▶ _RECORDS PROVIDED_:
#####

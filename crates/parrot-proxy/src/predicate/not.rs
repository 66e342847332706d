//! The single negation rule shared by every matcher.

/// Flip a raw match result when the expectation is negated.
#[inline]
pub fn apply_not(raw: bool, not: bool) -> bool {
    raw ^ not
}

#####

▶ _EXERCISE GOAL_: Reproduce the entire listing so that it matches the original in every line.

▶ _EXERCISE RESULT_:
filename crates/parrot-proxy/src/predicate/not.rs
repository 66e342847332706d
//! The single negation rule shared by every matcher.

/// Flip a raw match result when the expectation is negated.
#[inline]
pub fn apply_not(raw: bool, not: bool) -> bool {
    raw ^ not
}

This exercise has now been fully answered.